Work to complete:
Look through the data below for the line with "pub(crate) mod tag;" and the line with "let e = regex::escape(&marker.end().to_string());", then output those two and all lines in between, exactly as written.

┏━━

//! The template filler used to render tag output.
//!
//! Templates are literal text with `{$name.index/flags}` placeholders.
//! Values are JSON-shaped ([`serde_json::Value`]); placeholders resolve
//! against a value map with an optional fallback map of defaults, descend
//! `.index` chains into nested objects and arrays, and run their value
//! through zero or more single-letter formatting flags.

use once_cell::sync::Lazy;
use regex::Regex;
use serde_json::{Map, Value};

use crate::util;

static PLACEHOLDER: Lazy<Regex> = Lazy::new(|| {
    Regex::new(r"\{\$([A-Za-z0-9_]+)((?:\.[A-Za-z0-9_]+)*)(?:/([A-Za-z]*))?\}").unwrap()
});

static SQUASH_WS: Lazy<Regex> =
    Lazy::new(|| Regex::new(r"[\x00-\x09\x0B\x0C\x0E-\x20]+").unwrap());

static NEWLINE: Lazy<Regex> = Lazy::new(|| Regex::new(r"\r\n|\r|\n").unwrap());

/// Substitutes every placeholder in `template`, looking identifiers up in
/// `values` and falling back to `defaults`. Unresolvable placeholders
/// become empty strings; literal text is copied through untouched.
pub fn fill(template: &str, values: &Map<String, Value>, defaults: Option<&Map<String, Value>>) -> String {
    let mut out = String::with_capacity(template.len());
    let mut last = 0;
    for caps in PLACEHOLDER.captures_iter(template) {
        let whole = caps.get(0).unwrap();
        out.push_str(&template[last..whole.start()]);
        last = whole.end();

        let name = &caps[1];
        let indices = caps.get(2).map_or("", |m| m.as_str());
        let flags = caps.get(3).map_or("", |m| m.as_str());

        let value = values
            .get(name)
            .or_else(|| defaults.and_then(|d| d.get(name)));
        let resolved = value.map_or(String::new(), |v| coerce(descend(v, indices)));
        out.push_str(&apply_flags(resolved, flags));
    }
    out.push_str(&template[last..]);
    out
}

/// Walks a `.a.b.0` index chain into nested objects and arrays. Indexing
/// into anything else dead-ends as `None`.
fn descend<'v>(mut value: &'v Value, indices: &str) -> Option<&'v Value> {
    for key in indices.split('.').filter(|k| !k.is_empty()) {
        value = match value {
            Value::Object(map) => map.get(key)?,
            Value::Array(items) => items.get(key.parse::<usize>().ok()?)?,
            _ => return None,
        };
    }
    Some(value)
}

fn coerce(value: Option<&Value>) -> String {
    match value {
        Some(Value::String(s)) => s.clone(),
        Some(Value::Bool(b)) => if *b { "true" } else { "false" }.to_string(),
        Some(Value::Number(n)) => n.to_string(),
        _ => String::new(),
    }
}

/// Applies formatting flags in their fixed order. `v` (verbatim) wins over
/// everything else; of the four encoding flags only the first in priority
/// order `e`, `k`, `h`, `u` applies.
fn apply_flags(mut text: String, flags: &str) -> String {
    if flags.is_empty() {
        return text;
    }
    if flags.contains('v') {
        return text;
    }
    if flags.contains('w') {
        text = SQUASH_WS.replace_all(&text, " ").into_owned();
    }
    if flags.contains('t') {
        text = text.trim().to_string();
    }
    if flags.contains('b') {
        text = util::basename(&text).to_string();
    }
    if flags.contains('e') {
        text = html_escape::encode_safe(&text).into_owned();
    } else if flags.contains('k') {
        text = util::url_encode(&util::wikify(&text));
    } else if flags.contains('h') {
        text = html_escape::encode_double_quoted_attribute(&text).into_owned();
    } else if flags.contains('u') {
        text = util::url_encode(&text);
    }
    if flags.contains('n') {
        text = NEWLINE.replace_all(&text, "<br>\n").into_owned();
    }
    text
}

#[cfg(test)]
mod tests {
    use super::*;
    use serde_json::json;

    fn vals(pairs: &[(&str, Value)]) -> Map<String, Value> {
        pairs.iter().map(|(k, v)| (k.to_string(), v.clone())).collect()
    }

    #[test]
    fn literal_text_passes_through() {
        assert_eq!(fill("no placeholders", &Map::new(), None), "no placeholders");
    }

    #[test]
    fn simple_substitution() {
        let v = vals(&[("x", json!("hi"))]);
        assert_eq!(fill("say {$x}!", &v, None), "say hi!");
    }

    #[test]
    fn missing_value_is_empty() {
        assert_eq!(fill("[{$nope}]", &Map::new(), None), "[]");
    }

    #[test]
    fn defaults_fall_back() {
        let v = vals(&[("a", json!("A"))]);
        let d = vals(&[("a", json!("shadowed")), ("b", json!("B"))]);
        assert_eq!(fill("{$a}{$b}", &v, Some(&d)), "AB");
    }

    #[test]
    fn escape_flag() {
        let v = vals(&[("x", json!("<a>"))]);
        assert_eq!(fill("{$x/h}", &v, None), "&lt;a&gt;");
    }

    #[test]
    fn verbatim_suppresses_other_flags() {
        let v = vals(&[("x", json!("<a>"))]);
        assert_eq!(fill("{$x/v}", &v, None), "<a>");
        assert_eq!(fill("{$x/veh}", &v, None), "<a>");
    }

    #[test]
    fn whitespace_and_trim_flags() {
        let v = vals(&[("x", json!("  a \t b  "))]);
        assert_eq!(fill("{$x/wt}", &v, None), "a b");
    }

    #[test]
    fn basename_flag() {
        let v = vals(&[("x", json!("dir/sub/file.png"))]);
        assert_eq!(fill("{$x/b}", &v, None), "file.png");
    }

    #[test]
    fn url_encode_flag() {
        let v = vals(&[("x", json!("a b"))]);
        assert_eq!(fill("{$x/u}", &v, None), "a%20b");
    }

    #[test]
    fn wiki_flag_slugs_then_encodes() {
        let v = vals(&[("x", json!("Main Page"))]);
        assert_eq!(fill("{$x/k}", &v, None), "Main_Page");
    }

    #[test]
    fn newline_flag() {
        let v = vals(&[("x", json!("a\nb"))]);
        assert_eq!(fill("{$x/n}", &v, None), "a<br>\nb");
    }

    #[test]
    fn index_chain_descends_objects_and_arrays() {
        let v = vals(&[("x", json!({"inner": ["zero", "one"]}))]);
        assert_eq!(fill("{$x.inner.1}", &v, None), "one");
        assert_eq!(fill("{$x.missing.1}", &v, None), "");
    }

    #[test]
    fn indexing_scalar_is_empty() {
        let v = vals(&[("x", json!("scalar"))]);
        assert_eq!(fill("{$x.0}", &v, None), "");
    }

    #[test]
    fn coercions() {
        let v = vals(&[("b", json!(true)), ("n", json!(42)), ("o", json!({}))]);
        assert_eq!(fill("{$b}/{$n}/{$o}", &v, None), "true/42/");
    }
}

┗━━
┏━━

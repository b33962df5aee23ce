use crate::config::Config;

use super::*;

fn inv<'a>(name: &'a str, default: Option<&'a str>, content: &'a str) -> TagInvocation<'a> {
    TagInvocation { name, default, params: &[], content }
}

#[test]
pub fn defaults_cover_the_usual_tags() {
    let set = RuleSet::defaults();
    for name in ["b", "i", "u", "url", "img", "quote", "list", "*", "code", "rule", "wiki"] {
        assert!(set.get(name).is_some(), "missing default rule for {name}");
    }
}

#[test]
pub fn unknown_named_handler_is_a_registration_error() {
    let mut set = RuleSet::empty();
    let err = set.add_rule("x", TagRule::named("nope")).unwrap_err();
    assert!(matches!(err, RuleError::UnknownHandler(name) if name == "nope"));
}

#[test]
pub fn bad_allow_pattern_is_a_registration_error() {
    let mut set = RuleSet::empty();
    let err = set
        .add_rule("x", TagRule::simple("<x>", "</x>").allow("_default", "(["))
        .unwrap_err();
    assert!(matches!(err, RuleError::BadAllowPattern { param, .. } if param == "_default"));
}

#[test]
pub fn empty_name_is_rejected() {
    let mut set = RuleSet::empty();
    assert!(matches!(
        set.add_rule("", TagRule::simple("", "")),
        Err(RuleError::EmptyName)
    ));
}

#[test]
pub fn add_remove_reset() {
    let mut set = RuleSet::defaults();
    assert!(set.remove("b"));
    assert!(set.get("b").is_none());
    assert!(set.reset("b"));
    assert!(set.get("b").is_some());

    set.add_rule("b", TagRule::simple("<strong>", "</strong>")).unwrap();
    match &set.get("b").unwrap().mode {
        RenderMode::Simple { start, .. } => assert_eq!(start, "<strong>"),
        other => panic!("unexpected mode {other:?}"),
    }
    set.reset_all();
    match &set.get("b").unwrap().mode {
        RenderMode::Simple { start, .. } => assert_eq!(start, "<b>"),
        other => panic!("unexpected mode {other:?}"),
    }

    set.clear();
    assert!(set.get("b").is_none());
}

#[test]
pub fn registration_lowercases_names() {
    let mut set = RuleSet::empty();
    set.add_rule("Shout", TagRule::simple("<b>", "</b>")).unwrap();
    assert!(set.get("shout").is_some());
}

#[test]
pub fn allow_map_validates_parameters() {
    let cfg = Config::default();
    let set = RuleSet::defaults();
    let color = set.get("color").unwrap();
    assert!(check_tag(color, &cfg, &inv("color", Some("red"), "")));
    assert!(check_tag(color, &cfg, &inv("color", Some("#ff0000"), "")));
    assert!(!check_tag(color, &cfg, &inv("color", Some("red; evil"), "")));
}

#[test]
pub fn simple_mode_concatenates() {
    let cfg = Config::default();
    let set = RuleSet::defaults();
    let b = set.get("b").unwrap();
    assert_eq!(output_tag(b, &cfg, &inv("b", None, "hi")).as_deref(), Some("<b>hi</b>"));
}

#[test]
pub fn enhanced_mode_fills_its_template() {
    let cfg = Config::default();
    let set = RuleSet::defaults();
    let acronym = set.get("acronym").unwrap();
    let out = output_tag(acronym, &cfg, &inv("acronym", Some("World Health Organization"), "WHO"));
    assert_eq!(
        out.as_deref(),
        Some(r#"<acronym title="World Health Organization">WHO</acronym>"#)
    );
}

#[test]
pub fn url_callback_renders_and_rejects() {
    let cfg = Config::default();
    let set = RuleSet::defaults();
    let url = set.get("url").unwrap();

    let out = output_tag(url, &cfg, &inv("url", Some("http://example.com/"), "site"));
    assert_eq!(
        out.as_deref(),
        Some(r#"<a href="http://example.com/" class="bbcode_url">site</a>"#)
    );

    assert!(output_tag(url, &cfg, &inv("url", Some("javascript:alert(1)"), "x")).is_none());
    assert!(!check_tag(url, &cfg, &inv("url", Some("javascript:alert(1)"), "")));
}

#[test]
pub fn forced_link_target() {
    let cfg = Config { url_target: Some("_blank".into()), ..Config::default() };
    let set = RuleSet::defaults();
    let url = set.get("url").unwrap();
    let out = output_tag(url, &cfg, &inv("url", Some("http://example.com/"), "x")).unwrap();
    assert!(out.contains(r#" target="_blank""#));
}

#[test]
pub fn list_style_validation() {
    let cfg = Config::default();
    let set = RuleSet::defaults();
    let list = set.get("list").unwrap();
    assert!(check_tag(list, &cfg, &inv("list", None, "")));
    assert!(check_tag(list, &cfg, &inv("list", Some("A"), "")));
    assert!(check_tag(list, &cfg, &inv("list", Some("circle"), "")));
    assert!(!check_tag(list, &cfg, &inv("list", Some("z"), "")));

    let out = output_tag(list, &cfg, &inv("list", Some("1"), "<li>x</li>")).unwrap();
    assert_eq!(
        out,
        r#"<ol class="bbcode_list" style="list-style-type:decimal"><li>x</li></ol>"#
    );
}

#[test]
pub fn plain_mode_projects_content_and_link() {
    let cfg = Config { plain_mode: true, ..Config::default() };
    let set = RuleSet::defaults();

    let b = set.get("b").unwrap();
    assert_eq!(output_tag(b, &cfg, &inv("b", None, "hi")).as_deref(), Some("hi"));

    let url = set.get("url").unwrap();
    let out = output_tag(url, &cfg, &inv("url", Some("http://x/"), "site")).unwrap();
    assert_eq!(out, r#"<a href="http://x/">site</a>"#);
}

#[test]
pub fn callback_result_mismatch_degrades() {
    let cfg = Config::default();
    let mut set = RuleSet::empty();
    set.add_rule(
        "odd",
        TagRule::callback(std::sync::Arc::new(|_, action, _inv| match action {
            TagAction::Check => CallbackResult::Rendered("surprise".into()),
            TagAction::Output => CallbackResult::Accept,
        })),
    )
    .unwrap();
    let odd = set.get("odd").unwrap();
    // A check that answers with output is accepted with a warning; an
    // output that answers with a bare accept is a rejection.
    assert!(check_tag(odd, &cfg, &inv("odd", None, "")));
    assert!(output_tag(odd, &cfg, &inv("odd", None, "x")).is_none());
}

┗━━
┏━━

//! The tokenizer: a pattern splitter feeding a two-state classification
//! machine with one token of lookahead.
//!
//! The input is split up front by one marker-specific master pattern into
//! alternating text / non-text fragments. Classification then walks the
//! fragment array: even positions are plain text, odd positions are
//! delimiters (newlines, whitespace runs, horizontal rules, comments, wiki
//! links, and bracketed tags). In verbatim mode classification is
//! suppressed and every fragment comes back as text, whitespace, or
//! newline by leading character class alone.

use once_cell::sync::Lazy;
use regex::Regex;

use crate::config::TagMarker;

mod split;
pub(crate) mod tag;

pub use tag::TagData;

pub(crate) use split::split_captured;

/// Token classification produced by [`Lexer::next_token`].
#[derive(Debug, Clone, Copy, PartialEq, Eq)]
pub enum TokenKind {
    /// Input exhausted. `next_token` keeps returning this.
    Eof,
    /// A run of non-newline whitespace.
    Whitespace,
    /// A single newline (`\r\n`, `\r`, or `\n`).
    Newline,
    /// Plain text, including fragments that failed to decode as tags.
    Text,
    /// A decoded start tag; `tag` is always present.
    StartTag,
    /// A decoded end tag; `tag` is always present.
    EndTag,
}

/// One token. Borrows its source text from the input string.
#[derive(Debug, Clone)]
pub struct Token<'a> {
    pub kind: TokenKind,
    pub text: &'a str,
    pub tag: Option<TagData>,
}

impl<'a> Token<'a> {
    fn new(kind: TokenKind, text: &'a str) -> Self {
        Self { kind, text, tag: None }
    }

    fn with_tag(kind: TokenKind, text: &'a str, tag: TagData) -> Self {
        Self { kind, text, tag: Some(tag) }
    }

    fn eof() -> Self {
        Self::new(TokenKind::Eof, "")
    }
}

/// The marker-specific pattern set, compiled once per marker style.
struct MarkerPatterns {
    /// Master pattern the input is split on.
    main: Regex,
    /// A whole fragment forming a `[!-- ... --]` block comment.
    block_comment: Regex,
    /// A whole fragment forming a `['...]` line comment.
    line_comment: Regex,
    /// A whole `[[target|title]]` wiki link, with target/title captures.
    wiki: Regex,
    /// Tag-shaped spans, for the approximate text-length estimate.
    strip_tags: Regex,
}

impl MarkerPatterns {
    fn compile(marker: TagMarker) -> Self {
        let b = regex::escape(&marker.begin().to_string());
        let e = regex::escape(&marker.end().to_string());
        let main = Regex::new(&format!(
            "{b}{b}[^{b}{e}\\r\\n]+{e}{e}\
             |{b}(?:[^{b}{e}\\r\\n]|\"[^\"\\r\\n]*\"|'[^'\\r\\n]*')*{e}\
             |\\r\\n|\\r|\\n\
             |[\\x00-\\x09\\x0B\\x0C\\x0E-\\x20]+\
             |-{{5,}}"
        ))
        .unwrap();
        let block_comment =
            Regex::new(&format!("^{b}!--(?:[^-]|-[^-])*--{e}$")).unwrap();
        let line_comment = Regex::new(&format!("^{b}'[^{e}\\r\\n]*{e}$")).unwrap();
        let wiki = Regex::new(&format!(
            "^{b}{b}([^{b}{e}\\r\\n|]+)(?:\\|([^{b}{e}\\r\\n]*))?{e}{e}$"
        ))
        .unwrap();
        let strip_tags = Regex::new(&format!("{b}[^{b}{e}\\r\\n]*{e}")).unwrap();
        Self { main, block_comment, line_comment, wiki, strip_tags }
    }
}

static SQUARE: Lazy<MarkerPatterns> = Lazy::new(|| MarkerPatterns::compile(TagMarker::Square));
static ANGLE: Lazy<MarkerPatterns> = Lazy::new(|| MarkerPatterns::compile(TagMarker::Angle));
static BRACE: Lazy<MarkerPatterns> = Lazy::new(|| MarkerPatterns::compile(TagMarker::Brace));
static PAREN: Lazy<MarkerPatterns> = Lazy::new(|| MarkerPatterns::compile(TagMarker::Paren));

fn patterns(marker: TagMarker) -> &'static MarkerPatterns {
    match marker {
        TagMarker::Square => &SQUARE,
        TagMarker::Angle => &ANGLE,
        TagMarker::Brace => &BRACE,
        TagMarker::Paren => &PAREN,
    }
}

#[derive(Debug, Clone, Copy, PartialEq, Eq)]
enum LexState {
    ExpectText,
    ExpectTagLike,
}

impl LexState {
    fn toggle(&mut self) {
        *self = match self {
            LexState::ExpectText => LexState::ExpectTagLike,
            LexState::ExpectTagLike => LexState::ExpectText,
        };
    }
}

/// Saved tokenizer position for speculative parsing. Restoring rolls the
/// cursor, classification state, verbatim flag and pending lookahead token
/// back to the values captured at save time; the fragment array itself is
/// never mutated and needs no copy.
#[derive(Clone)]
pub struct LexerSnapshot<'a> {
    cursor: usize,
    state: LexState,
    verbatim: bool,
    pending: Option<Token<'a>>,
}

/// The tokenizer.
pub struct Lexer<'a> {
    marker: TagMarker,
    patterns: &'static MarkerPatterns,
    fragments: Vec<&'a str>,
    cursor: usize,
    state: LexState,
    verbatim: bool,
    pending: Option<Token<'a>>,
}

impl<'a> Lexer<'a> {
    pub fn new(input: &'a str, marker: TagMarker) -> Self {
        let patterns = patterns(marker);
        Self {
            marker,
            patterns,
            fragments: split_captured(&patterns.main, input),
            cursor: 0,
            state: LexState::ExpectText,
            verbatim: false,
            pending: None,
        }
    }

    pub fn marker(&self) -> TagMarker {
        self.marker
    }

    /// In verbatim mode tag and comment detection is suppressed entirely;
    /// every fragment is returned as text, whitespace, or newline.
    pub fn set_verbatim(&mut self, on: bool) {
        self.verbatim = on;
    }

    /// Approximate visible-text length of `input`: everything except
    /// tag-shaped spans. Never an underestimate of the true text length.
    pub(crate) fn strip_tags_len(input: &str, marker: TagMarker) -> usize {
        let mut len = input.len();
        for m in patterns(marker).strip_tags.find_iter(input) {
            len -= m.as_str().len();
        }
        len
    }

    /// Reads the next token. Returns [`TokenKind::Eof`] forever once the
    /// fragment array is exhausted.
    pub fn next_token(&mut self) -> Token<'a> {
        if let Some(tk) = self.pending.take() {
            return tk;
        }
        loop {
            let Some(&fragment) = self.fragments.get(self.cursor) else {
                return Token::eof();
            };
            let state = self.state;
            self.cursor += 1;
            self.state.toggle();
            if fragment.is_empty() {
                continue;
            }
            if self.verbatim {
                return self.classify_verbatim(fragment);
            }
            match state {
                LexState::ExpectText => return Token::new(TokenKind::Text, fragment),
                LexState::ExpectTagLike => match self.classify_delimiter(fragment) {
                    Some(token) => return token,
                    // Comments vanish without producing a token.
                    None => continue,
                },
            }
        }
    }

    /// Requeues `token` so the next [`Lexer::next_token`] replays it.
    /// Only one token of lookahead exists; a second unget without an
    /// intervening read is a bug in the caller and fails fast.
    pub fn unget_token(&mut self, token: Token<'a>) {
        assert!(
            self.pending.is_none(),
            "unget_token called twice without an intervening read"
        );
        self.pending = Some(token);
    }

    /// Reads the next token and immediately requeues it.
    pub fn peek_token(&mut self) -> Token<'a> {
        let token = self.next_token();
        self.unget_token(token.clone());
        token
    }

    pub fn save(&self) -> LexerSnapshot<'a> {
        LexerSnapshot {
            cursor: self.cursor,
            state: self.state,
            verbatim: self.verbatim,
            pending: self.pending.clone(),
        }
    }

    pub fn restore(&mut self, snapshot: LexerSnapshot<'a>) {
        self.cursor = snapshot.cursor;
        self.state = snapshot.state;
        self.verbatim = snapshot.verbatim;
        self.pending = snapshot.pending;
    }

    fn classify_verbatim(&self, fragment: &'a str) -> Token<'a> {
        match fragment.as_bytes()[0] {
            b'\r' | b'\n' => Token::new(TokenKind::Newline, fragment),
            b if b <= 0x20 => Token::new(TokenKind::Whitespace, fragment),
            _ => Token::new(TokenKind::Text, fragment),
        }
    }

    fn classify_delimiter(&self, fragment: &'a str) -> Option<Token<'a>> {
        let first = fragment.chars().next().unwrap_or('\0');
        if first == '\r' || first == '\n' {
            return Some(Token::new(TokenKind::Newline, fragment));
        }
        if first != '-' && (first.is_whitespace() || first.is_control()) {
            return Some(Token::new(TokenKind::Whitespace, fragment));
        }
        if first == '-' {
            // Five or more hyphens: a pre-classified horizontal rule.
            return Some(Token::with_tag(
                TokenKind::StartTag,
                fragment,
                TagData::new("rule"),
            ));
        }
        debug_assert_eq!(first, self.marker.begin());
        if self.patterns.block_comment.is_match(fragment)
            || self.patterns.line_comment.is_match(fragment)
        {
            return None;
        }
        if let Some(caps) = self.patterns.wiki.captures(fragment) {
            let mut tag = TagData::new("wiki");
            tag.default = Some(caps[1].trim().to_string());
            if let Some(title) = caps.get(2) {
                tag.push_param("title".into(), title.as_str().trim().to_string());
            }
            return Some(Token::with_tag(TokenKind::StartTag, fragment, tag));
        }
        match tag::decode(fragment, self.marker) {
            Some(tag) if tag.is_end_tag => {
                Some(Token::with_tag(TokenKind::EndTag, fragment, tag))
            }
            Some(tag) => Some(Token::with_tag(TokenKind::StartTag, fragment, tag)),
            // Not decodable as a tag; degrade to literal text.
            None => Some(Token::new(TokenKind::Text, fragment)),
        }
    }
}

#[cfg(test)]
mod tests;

┗━━

Solution:
pub(crate) mod tag;

pub use tag::TagData;

pub(crate) use split::split_captured;

/// Token classification produced by [`Lexer::next_token`].
#[derive(Debug, Clone, Copy, PartialEq, Eq)]
pub enum TokenKind {
    /// Input exhausted. `next_token` keeps returning this.
    Eof,
    /// A run of non-newline whitespace.
    Whitespace,
    /// A single newline (`\r\n`, `\r`, or `\n`).
    Newline,
    /// Plain text, including fragments that failed to decode as tags.
    Text,
    /// A decoded start tag; `tag` is always present.
    StartTag,
    /// A decoded end tag; `tag` is always present.
    EndTag,
}

/// One token. Borrows its source text from the input string.
#[derive(Debug, Clone)]
pub struct Token<'a> {
    pub kind: TokenKind,
    pub text: &'a str,
    pub tag: Option<TagData>,
}

impl<'a> Token<'a> {
    fn new(kind: TokenKind, text: &'a str) -> Self {
        Self { kind, text, tag: None }
    }

    fn with_tag(kind: TokenKind, text: &'a str, tag: TagData) -> Self {
        Self { kind, text, tag: Some(tag) }
    }

    fn eof() -> Self {
        Self::new(TokenKind::Eof, "")
    }
}

/// The marker-specific pattern set, compiled once per marker style.
struct MarkerPatterns {
    /// Master pattern the input is split on.
    main: Regex,
    /// A whole fragment forming a `[!-- ... --]` block comment.
    block_comment: Regex,
    /// A whole fragment forming a `['...]` line comment.
    line_comment: Regex,
    /// A whole `[[target|title]]` wiki link, with target/title captures.
    wiki: Regex,
    /// Tag-shaped spans, for the approximate text-length estimate.
    strip_tags: Regex,
}

impl MarkerPatterns {
    fn compile(marker: TagMarker) -> Self {
        let b = regex::escape(&marker.begin().to_string());
        let e = regex::escape(&marker.end().to_string());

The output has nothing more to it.